__What is required__. For the word "optionally", find each line in the entries where it occurs and copy that line.

Information provided Block Start

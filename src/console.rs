use lazy_static::lazy_static;
use regex::Regex;
use tokio::io::{AsyncBufReadExt, BufReader};

use crate::api::SpeechApi;
use crate::controller::{Action, Mounted, PageController};
use crate::error::ClientError;
use crate::page::{Page, TerminalPage};

#[derive(Debug, Clone, PartialEq)]
pub enum Command {
    /// Click "speak", optionally typing new text first.
    Speak(Option<String>),
    Preview,
    Text(String),
    Language(String),
    Gender(String),
    /// Voice option value; empty selects "Auto".
    Voice(String),
    Rate(Option<u32>),
    Volume(Option<f32>),
    Voices,
    Status,
    Help,
    Quit,
}

#[derive(thiserror::Error, Debug, PartialEq)]
pub enum CommandError {
    #[error("Unknown command '{0}', try 'help'")]
    Unknown(String),

    #[error("'{0}' needs an argument")]
    MissingArgument(&'static str),

    #[error("Not a valid {0}: '{1}'")]
    InvalidNumber(&'static str, String),
}

lazy_static! {
    static ref COMMAND_REGEX: Regex = Regex::new(
        r"(?x)
        ^\s*
        (?P<name>[A-Za-z]+)         # command word
        (?:\s+(?P<arg>.*?))?        # rest of the line
        \s*$
        "
    )
    .unwrap();
}

const HELP: &str = "\
commands:
  speak [text]        synthesize the text field (optionally replacing it)
  preview             synthesize the sample sentence
  text <text>         set the text field
  lang <code>         set the language (en, de, ...)
  gender <g>          set the gender (male, female)
  voice <value|auto>  pick a voice option
  rate <n|default>    speech rate in words per minute
  volume <f|default>  volume between 0.0 and 1.0
  voices              list voice options
  status              show page state
  quit                leave at once, stopping requests and audio
end of input waits for a pending request to finish before leaving";

pub fn parse(line: &str) -> Result<Command, CommandError> {
    let Some(cap) = COMMAND_REGEX.captures(line) else {
        return Err(CommandError::Unknown(line.trim().to_string()));
    };

    let name = cap["name"].to_ascii_lowercase();
    let arg = cap
        .name("arg")
        .map(|m| m.as_str().to_string())
        .filter(|a| !a.is_empty());

    let required = |what: &'static str| arg.clone().ok_or(CommandError::MissingArgument(what));

    match name.as_str() {
        "speak" | "say" => Ok(Command::Speak(arg)),
        "preview" => Ok(Command::Preview),
        "text" => Ok(Command::Text(required("text")?)),
        "lang" | "language" => Ok(Command::Language(required("lang")?)),
        "gender" => Ok(Command::Gender(required("gender")?)),
        "voice" => {
            let value = arg.unwrap_or_default();
            if value.eq_ignore_ascii_case("auto") {
                Ok(Command::Voice(String::new()))
            } else {
                Ok(Command::Voice(value))
            }
        }
        "rate" => parse_optional(&required("rate")?, "rate").map(Command::Rate),
        "volume" => {
            let volume: Option<f32> = parse_optional(&required("volume")?, "volume")?;
            match volume {
                Some(v) if !(0.0..=1.0).contains(&v) => {
                    Err(CommandError::InvalidNumber("volume", v.to_string()))
                }
                _ => Ok(Command::Volume(volume)),
            }
        }
        "voices" => Ok(Command::Voices),
        "status" => Ok(Command::Status),
        "help" => Ok(Command::Help),
        "quit" | "exit" => Ok(Command::Quit),
        _ => Err(CommandError::Unknown(name)),
    }
}

fn parse_optional<T: std::str::FromStr>(
    raw: &str,
    what: &'static str,
) -> Result<Option<T>, CommandError> {
    if raw.eq_ignore_ascii_case("default") {
        return Ok(None);
    }
    raw.parse()
        .map(Some)
        .map_err(|_| CommandError::InvalidNumber(what, raw.to_string()))
}

/// Read commands from stdin until `quit` or end of input. At end of input
/// the request started by the last click is allowed to settle.
pub async fn run<A: SpeechApi>(
    controller: &PageController<A, TerminalPage>,
    mounted: &Mounted,
) -> Result<(), ClientError> {
    println!("{}", HELP);

    let mut lines = BufReader::new(tokio::io::stdin()).lines();
    while let Some(line) = lines.next_line().await? {
        if line.trim().is_empty() {
            continue;
        }

        match parse(&line) {
            Ok(Command::Quit) => return Ok(()),
            Ok(command) => execute(command, controller, mounted),
            Err(e) => println!("{}", e),
        }
    }

    mounted.flush().await;
    if !controller.page().controls_enabled() {
        tracing::info!("End of input, waiting for the pending request");
        controller.wait_idle().await;
    }

    Ok(())
}

fn execute<A: SpeechApi>(
    command: Command,
    controller: &PageController<A, TerminalPage>,
    mounted: &Mounted,
) {
    let page = controller.page();

    match command {
        Command::Speak(text) => {
            if let Some(text) = text {
                page.update_form(|f| f.text = text);
            }
            mounted.click(Action::Speak);
        }
        Command::Preview => mounted.click(Action::Preview),
        Command::Text(text) => page.update_form(|f| f.text = text),
        Command::Language(language) => page.update_form(|f| f.language = language),
        Command::Gender(gender) => page.update_form(|f| f.gender = gender),
        Command::Voice(value) => {
            if !page.select_voice(&value) {
                println!("No voice option '{}', see 'voices'", value);
            }
        }
        Command::Rate(rate) => page.update_form(|f| f.rate = rate),
        Command::Volume(volume) => page.update_form(|f| f.volume = volume),
        Command::Voices => {
            let selected = page.form().voice;
            let options = page.voice_options();
            if options.is_empty() {
                println!("No voices loaded");
            }
            for option in options {
                let marker = if option.value == selected { '*' } else { ' ' };
                let value = if option.value.is_empty() { "auto" } else { option.value.as_str() };
                println!("{} {:<32} {}", marker, value, option.label);
            }
        }
        Command::Status => {
            let form = page.form();
            println!("state:    {:?}", controller.state());
            println!("status:   {}", page.status());
            println!("controls: {}", if page.controls_enabled() { "enabled" } else { "disabled" });
            println!("text:     {}", form.text);
            println!("language: {}  gender: {}", form.language, form.gender);
            println!(
                "voice:    {}",
                if form.voice.is_empty() { "auto" } else { form.voice.as_str() }
            );
        }
        Command::Help => println!("{}", HELP),
        Command::Quit => {}
    }
}
#[derive(thiserror::Error, Debug)]
pub enum ClientError {
    #[error("Invalid server URL: {0}")]
    InvalidUrl(String),

    #[error("Invalid configuration: {0}")]
    Config(String),

    #[error("Request failed: {0}")]
    Transport(#[from] reqwest::Error),

    #[error("Malformed response: {0}")]
    Json(#[from] serde_json::Error),

    #[error("Reply body is null")]
    NullReply,

    #[error("IO error: {0}")]
    IoError(#[from] std::io::Error),

    #[error("Audio playback failed: {0}")]
    #[cfg_attr(not(feature = "audio-playback"), allow(dead_code))]
    Playback(String),
}
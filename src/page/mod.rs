#[cfg(test)]
pub mod memory;
pub mod terminal;

pub use terminal::TerminalPage;

/// Values of the `text`, `language`, `gender` and `voices` inputs, plus the
/// optional speech rate and volume.
#[derive(Debug, Clone, Default, PartialEq)]
pub struct FormValues {
    pub text: String,
    pub language: String,
    pub gender: String,
    /// Selected voice option value. Empty means "Auto".
    pub voice: String,
    pub rate: Option<u32>,
    pub volume: Option<f32>,
}

#[derive(Debug, Clone, PartialEq)]
pub struct AudioElement {
    pub src: String,
    pub autoplay: bool,
    pub controls: bool,
}

/// What the `player` area currently holds.
#[derive(Debug, Clone, PartialEq)]
pub enum PlayerContent {
    Audio(AudioElement),
    Text(String),
}

#[derive(Debug, Clone, PartialEq, Eq)]
pub struct VoiceOption {
    pub value: String,
    pub label: String,
}

/// The elements a `PageController` reads from and renders into.
///
/// Implementations own their element state and are shared between tasks,
/// so every method takes `&self`.
pub trait Page: Send + Sync + 'static {
    fn form(&self) -> FormValues;

    /// Whether the `speak` and `preview` buttons accept clicks.
    fn controls_enabled(&self) -> bool;
    fn set_controls_enabled(&self, enabled: bool);

    fn set_status(&self, status: &str);

    /// Replace the contents of the `player` area.
    fn show_player(&self, content: PlayerContent);

    /// Replace every option of the `voices` selector.
    fn replace_voice_options(&self, options: Vec<VoiceOption>);

    /// Called once the controller's listeners are gone.
    fn unmounted(&self) {}
}
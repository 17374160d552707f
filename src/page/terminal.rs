use std::sync::{Mutex, MutexGuard, PoisonError};

use super::{FormValues, Page, PlayerContent, VoiceOption};
use crate::audio::PlaybackToken;
#[cfg(feature = "audio-playback")]
use crate::api::HttpSpeechApi;

#[derive(Debug)]
struct Elements {
    form: FormValues,
    controls_enabled: bool,
    status: String,
    voice_options: Vec<VoiceOption>,
    playback: Option<PlaybackToken>,
}

/// A page rendered as lines on stdout.
#[derive(Debug)]
pub struct TerminalPage {
    elements: Mutex<Elements>,
    #[cfg(feature = "audio-playback")]
    autoplay: Option<HttpSpeechApi>,
}

impl TerminalPage {
    pub fn new(form: FormValues) -> Self {
        Self {
            elements: Mutex::new(Elements {
                form,
                controls_enabled: true,
                status: String::new(),
                voice_options: Vec::new(),
                playback: None,
            }),
            #[cfg(feature = "audio-playback")]
            autoplay: None,
        }
    }

    /// Play autoplay audio elements locally, fetching them through `api`.
    #[cfg(feature = "audio-playback")]
    pub fn with_autoplay(mut self, api: HttpSpeechApi) -> Self {
        self.autoplay = Some(api);
        self
    }

    fn elements(&self) -> MutexGuard<'_, Elements> {
        self.elements.lock().unwrap_or_else(PoisonError::into_inner)
    }

    pub fn update_form(&self, edit: impl FnOnce(&mut FormValues)) {
        edit(&mut self.elements().form);
    }

    /// Select a voice option by value. An empty value always selects "Auto".
    pub fn select_voice(&self, value: &str) -> bool {
        let mut elements = self.elements();
        let known = value.is_empty() || elements.voice_options.iter().any(|o| o.value == value);
        if known {
            elements.form.voice = value.to_string();
        }
        known
    }

    pub fn voice_options(&self) -> Vec<VoiceOption> {
        self.elements().voice_options.clone()
    }

    pub fn status(&self) -> String {
        self.elements().status.clone()
    }

    /// Swap in the playback of a new player content, stopping the old one.
    fn replace_playback(&self, next: Option<PlaybackToken>) {
        let previous = std::mem::replace(&mut self.elements().playback, next);
        if let Some(token) = previous {
            token.cancel();
        }
    }

    #[cfg(test)]
    fn current_playback(&self) -> Option<PlaybackToken> {
        self.elements().playback.clone()
    }

    #[cfg(feature = "audio-playback")]
    fn autoplay(&self, src: &str, token: PlaybackToken) {
        let Some(api) = self.autoplay.clone() else {
            return;
        };
        let Ok(runtime) = tokio::runtime::Handle::try_current() else {
            tracing::warn!("No runtime to play {} on", src);
            return;
        };

        let src = src.to_string();
        runtime.spawn(async move {
            let wav = match api.fetch_audio(&src).await {
                Ok(wav) => wav,
                Err(e) => {
                    tracing::warn!("Failed to fetch {}: {}", src, e);
                    return;
                }
            };
            if token.is_cancelled() {
                return;
            }

            let playing = move || crate::audio::play_wav(wav, &token);
            match tokio::task::spawn_blocking(playing).await {
                Ok(Ok(())) => tracing::debug!("Finished playing {}", src),
                Ok(Err(e)) => tracing::error!("Failed to play audio: {}", e),
                Err(e) => tracing::error!("Playback task failed: {}", e),
            }
        });
    }

    #[cfg(not(feature = "audio-playback"))]
    fn autoplay(&self, _src: &str, _token: PlaybackToken) {}
}

impl Page for TerminalPage {
    fn form(&self) -> FormValues {
        self.elements().form.clone()
    }

    fn controls_enabled(&self) -> bool {
        self.elements().controls_enabled
    }

    fn set_controls_enabled(&self, enabled: bool) {
        self.elements().controls_enabled = enabled;
        tracing::trace!("Controls enabled: {}", enabled);
    }

    fn set_status(&self, status: &str) {
        self.elements().status = status.to_string();
        println!("[status] {}", status);
    }

    fn show_player(&self, content: PlayerContent) {
        match content {
            PlayerContent::Audio(audio) => {
                let token = PlaybackToken::default();
                self.replace_playback(Some(token.clone()));
                println!("[player] audio {}", audio.src);
                if audio.autoplay {
                    self.autoplay(&audio.src, token);
                }
            }
            PlayerContent::Text(text) => {
                self.replace_playback(None);
                println!("[player] {}", text);
            }
        }
    }

    fn replace_voice_options(&self, options: Vec<VoiceOption>) {
        let mut elements = self.elements();
        if !options.iter().any(|o| o.value == elements.form.voice) {
            elements.form.voice.clear();
        }
        elements.voice_options = options;
    }

    fn unmounted(&self) {
        self.replace_playback(None);
    }
}
/// How a settled request ended up in the player area.
#[derive(Debug, Clone, Copy, PartialEq, Eq)]
pub enum Outcome {
    /// An audio element was rendered.
    Playing,
    /// The response body was rendered as text.
    Rendered,
}

#[derive(Debug, Clone, PartialEq, Eq)]
pub enum RequestEvent {
    Sent,
    Succeeded(Outcome),
    Failed(String),
}

#[derive(Debug, Clone, Default, PartialEq, Eq)]
pub enum UiState {
    #[default]
    Idle,
    Busy,
    Done(Outcome),
    Error(String),
}

impl UiState {
    /// Settling events apply from any state: with overlapping requests the
    /// first one to finish re-enables the controls.
    pub fn transition(&self, event: RequestEvent) -> UiState {
        match event {
            RequestEvent::Sent => UiState::Busy,
            RequestEvent::Succeeded(outcome) => UiState::Done(outcome),
            RequestEvent::Failed(message) => UiState::Error(message),
        }
    }

    pub fn controls_enabled(&self) -> bool {
        !matches!(self, UiState::Busy)
    }

    pub fn status_text(&self) -> Option<String> {
        match self {
            UiState::Idle => None,
            UiState::Busy => Some("Generating audio...".to_string()),
            UiState::Done(Outcome::Playing) => Some("Playing".to_string()),
            UiState::Done(Outcome::Rendered) => Some("Done".to_string()),
            UiState::Error(message) => Some(format!("Error: {}", message)),
        }
    }
}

Information provided Block End

__Solution__.
    /// Click "speak", optionally typing new text first.
  speak [text]        synthesize the text field (optionally replacing it)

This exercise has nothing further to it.